Странная прачка была на том же месте. Она была в том же белом одеянии, но в этот вечер она была скорее трогательной, чем жуткой. Склонившись над водой, она терла саван о камни. Она казалась усталой, грустной женщиной, стирающей белье в темноте. Что-то душераздирающее было в том, как она держала белье в вытянутых руках, а вода стекала с него, образовывая серебряные круги на воде.
Приходит ли она сюда каждую ночь или только тогда, когда ей нужно выполнить свою ужасную миссию?
Мэри хотелось закричать, но страх и долг, который она должна была выполнить, сдерживали ее.
Она сняла туфли и осторожно стала спускаться к реке.

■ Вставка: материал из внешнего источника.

//! # Command Relay
//!
//! Validates requests from the HTTP surface and turns them into MAVLink
//! traffic towards the vehicle.
//!
//! Every vehicle-bound family follows the same steps:
//! 1. Structural validation (typed deserialization)
//! 2. Semantic validation (positions, consistency, encodability)
//! 3. Liveness check, answering `connected:false` when no session is live
//! 4. Staging: white-list marks and the pending plan
//! 5. One batch of every outbound message queued to the session writer
//!
//! Messages are always addressed to the target learned from the vehicle,
//! whatever target fields the request carries. Custom data and filter list
//! updates are local and never look at the link.

pub mod schema;

use std::collections::BTreeMap;
use std::sync::Arc;

use serde::Serialize;
use tracing::{debug, info};

use crate::link::LinkHandle;
use crate::protocol::dialect::MavMessage;
use crate::protocol::encoder::{self, CommandInt, CommandLong};
use crate::protocol::items::{FenceItem, MissionItem, RallyItem};
use crate::protocol::names::{
    COMMAND_ACK, FENCE_ACTION, FENCE_POINT, FENCE_TOTAL, MISSION_ACK, MISSION_COUNT, MISSION_ITEM_INT,
    MISSION_REQUEST, MISSION_REQUEST_INT, PARAM_VALUE, RALLY_POINT, RALLY_TOTAL,
};
use crate::protocol::registry::Registry;
use crate::protocol::Target;
use crate::store::filter::{Category, ListKind};
use crate::store::statistics::Timestamp;
use crate::store::{SharedStore, State};
use crate::sync::Collection;
use schema::{
    CommandIntRequest, CommandLongRequest, KeyValueRequest, MessageRequest, ParamSetRequest, Rejection,
};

Белая женщина продолжала стирать, ничего не замечая, плеск воды мешал ей услышать приближающуюся Мэри. Девушка сжала зубы, она тяжело и часто дышала, сердце билось, как церковный колокол. Она протянула руку к белому силуэту, но в это время из-под ее ноги выскользнул камень. Она споткнулась, слепо шаря руками перед собой. Женщина обернулась с перекошенным от злости лицом. Она взмахнула мокрым бельем, удар как будто обжег голые ноги Мэри, она потеряла сознание. Она лежала около реки, одна, ни единой души вокруг.
После того, как белая прачка ушла, ожили все обычные ночные звуки: хлопали крылья, шелестели деревья, совы перекликались друг с другом через реку. Первая капля дождя привела девушку в чувство. Она лежала, закрыв голову руками. Было больно и неудобно. Когда она попыталась встать, почувствовала, что ноги стали свинцовыми. Жгучая боль исчезла, но ноги как будто онемели. Она боялась, что боль может снова вернуться. Страх и отчаяние придали ей силы, и она сделала попытку встать. Но ноги не двигались, они лежали, как две большие сумки с песком, которые она еще недавно должна была таскать. Дождь становился все сильнее. Стояла кромешная тьма. Мэри поднялась на руки и стала медленно, медленно ползти, но дождь как будто специально давил ее к земле, лишая последних сил. В отчаянии она стала кричать, зовя на помощь маму.
Раздались бегущие шаги с небольшого холма. Это ее мама оставила Яна, дом и все, когда услышала звериный крик дочери.
— Вставай, Мэри, любимая, — умоляла она. — Постарайся, ради Бога.
Но Мэри не могла идти. Женщина взяла ее на руки, любовь и страстное желание помочь дочери помогли донести ее до дома.
И только на кухне в безопасности, когда река и болото остались далеко, они осознали, что их всех ждет еще большее горе, ведь они так и не узнали, с кем из них это случится.